• **PROBLEM DESCRIPTION**
Every line of the data needs to be returned exactly.
━━━ PROVIDED RECORDS
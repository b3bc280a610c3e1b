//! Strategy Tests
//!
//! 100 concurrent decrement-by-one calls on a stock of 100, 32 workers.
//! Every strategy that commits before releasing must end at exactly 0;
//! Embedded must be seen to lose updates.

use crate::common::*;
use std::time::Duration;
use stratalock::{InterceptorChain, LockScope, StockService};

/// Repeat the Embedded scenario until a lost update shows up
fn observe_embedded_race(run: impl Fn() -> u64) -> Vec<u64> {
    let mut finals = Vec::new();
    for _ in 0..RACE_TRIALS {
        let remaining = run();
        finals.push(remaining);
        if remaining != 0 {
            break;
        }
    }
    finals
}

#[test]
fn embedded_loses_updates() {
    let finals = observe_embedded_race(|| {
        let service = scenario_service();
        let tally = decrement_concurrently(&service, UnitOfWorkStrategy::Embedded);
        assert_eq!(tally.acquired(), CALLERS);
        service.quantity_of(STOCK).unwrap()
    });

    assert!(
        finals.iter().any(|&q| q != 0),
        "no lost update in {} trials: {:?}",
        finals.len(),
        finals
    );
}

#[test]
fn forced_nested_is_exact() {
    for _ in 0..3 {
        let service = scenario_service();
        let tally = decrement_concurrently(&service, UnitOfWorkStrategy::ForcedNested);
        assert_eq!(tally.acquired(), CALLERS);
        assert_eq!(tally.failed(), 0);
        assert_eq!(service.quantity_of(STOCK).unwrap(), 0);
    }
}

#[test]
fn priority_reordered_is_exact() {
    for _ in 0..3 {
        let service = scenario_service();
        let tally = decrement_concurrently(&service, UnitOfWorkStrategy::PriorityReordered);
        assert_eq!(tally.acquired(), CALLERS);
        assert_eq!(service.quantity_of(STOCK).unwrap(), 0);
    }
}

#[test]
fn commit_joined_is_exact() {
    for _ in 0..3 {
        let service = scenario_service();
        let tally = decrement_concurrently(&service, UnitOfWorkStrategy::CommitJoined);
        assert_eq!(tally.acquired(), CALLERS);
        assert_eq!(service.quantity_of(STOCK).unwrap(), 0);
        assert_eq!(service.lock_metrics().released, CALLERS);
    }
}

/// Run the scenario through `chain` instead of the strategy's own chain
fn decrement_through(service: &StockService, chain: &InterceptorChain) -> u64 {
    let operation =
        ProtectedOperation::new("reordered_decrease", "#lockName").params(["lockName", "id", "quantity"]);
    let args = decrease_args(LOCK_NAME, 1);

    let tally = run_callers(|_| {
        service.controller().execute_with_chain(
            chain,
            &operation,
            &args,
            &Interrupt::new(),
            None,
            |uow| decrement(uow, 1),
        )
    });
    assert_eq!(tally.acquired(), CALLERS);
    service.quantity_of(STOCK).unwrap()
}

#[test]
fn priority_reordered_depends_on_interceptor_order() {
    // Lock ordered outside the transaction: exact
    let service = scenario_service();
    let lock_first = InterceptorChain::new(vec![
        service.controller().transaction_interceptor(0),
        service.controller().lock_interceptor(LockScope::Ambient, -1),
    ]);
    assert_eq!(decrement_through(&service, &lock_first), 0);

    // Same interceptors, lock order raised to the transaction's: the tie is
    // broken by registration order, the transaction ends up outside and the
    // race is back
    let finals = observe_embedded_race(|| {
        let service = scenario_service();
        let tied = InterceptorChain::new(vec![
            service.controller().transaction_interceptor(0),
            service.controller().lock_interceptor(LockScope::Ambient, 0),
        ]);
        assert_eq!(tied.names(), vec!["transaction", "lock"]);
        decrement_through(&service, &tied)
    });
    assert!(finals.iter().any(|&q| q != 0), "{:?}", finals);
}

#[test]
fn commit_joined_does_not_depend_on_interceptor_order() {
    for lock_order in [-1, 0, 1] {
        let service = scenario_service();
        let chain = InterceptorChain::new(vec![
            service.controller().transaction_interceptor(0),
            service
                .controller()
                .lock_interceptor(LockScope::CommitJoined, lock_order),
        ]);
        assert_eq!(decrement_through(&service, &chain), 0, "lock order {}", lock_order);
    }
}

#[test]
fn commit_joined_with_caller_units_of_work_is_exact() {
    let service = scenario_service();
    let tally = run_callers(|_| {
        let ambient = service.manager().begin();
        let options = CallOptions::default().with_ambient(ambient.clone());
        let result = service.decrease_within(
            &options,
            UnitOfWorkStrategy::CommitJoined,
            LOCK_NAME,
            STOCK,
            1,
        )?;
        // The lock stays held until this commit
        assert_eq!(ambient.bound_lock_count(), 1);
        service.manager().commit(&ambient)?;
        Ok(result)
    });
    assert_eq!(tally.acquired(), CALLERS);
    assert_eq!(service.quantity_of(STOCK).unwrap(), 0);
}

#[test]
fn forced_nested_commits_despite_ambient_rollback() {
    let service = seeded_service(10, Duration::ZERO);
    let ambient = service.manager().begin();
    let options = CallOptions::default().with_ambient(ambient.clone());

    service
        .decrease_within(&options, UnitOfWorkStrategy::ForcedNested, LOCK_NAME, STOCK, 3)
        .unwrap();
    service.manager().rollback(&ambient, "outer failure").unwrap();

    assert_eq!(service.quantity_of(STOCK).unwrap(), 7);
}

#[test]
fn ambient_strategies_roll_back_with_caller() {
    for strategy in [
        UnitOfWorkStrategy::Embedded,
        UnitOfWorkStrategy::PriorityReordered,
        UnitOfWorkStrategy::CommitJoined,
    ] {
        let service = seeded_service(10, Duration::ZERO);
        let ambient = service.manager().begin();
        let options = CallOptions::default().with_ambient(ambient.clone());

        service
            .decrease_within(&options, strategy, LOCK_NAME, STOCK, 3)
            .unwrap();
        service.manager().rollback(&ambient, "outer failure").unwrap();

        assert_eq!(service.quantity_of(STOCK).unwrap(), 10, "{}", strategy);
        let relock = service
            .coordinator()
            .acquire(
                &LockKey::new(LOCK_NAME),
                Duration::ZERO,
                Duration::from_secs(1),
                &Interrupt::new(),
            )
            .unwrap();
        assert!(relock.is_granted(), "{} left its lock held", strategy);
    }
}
━━━━━━
• **SOLVED PROBLEM**
repository b3bc280a610c3e1b
//! Strategy Tests
//!
//! 100 concurrent decrement-by-one calls on a stock of 100, 32 workers.
//! Every strategy that commits before releasing must end at exactly 0;
//! Embedded must be seen to lose updates.

use crate::common::*;
use std::time::Duration;
use stratalock::{InterceptorChain, LockScope, StockService};

/// Repeat the Embedded scenario until a lost update shows up
fn observe_embedded_race(run: impl Fn() -> u64) -> Vec<u64> {
    let mut finals = Vec::new();
    for _ in 0..RACE_TRIALS {
        let remaining = run();
        finals.push(remaining);
        if remaining != 0 {
            break;
        }
    }
    finals
}

#[test]
fn embedded_loses_updates() {
    let finals = observe_embedded_race(|| {
        let service = scenario_service();
        let tally = decrement_concurrently(&service, UnitOfWorkStrategy::Embedded);
        assert_eq!(tally.acquired(), CALLERS);
        service.quantity_of(STOCK).unwrap()
    });

    assert!(
        finals.iter().any(|&q| q != 0),
        "no lost update in {} trials: {:?}",
        finals.len(),
        finals
    );
}

#[test]
fn forced_nested_is_exact() {
    for _ in 0..3 {
        let service = scenario_service();
        let tally = decrement_concurrently(&service, UnitOfWorkStrategy::ForcedNested);
        assert_eq!(tally.acquired(), CALLERS);
        assert_eq!(tally.failed(), 0);
        assert_eq!(service.quantity_of(STOCK).unwrap(), 0);
    }
}

#[test]
fn priority_reordered_is_exact() {
    for _ in 0..3 {
        let service = scenario_service();
        let tally = decrement_concurrently(&service, UnitOfWorkStrategy::PriorityReordered);
        assert_eq!(tally.acquired(), CALLERS);
        assert_eq!(service.quantity_of(STOCK).unwrap(), 0);
    }
}

#[test]
fn commit_joined_is_exact() {
    for _ in 0..3 {
        let service = scenario_service();
        let tally = decrement_concurrently(&service, UnitOfWorkStrategy::CommitJoined);
        assert_eq!(tally.acquired(), CALLERS);
        assert_eq!(service.quantity_of(STOCK).unwrap(), 0);
        assert_eq!(service.lock_metrics().released, CALLERS);
    }
}

/// Run the scenario through `chain` instead of the strategy's own chain
fn decrement_through(service: &StockService, chain: &InterceptorChain) -> u64 {
    let operation =
        ProtectedOperation::new("reordered_decrease", "#lockName").params(["lockName", "id", "quantity"]);
    let args = decrease_args(LOCK_NAME, 1);

    let tally = run_callers(|_| {
        service.controller().execute_with_chain(
            chain,
            &operation,
            &args,
            &Interrupt::new(),
            None,
            |uow| decrement(uow, 1),
        )
    });
    assert_eq!(tally.acquired(), CALLERS);
    service.quantity_of(STOCK).unwrap()
}

#[test]
fn priority_reordered_depends_on_interceptor_order() {
    // Lock ordered outside the transaction: exact
    let service = scenario_service();
    let lock_first = InterceptorChain::new(vec![
        service.controller().transaction_interceptor(0),
        service.controller().lock_interceptor(LockScope::Ambient, -1),
    ]);
    assert_eq!(decrement_through(&service, &lock_first), 0);

    // Same interceptors, lock order raised to the transaction's: the tie is
    // broken by registration order, the transaction ends up outside and the
    // race is back
    let finals = observe_embedded_race(|| {
        let service = scenario_service();
        let tied = InterceptorChain::new(vec![
            service.controller().transaction_interceptor(0),
            service.controller().lock_interceptor(LockScope::Ambient, 0),
        ]);
        assert_eq!(tied.names(), vec!["transaction", "lock"]);
        decrement_through(&service, &tied)
    });
    assert!(finals.iter().any(|&q| q != 0), "{:?}", finals);
}

#[test]
fn commit_joined_does_not_depend_on_interceptor_order() {
    for lock_order in [-1, 0, 1] {
        let service = scenario_service();
        let chain = InterceptorChain::new(vec![
            service.controller().transaction_interceptor(0),
            service
                .controller()
                .lock_interceptor(LockScope::CommitJoined, lock_order),
        ]);
        assert_eq!(decrement_through(&service, &chain), 0, "lock order {}", lock_order);
    }
}

#[test]
fn commit_joined_with_caller_units_of_work_is_exact() {
    let service = scenario_service();
    let tally = run_callers(|_| {
        let ambient = service.manager().begin();
        let options = CallOptions::default().with_ambient(ambient.clone());
        let result = service.decrease_within(
            &options,
            UnitOfWorkStrategy::CommitJoined,
            LOCK_NAME,
            STOCK,
            1,
        )?;
        // The lock stays held until this commit
        assert_eq!(ambient.bound_lock_count(), 1);
        service.manager().commit(&ambient)?;
        Ok(result)
    });
    assert_eq!(tally.acquired(), CALLERS);
    assert_eq!(service.quantity_of(STOCK).unwrap(), 0);
}

#[test]
fn forced_nested_commits_despite_ambient_rollback() {
    let service = seeded_service(10, Duration::ZERO);
    let ambient = service.manager().begin();
    let options = CallOptions::default().with_ambient(ambient.clone());

    service
        .decrease_within(&options, UnitOfWorkStrategy::ForcedNested, LOCK_NAME, STOCK, 3)
        .unwrap();
    service.manager().rollback(&ambient, "outer failure").unwrap();

    assert_eq!(service.quantity_of(STOCK).unwrap(), 7);
}

#[test]
fn ambient_strategies_roll_back_with_caller() {
    for strategy in [
        UnitOfWorkStrategy::Embedded,
        UnitOfWorkStrategy::PriorityReordered,
        UnitOfWorkStrategy::CommitJoined,
    ] {
        let service = seeded_service(10, Duration::ZERO);
        let ambient = service.manager().begin();
        let options = CallOptions::default().with_ambient(ambient.clone());

        service
            .decrease_within(&options, strategy, LOCK_NAME, STOCK, 3)
            .unwrap();
        service.manager().rollback(&ambient, "outer failure").unwrap();

        assert_eq!(service.quantity_of(STOCK).unwrap(), 10, "{}", strategy);
        let relock = service
            .coordinator()
            .acquire(
                &LockKey::new(LOCK_NAME),
                Duration::ZERO,
                Duration::from_secs(1),
                &Interrupt::new(),
            )
            .unwrap();
        assert!(relock.is_granted(), "{} left its lock held", strategy);
    }
}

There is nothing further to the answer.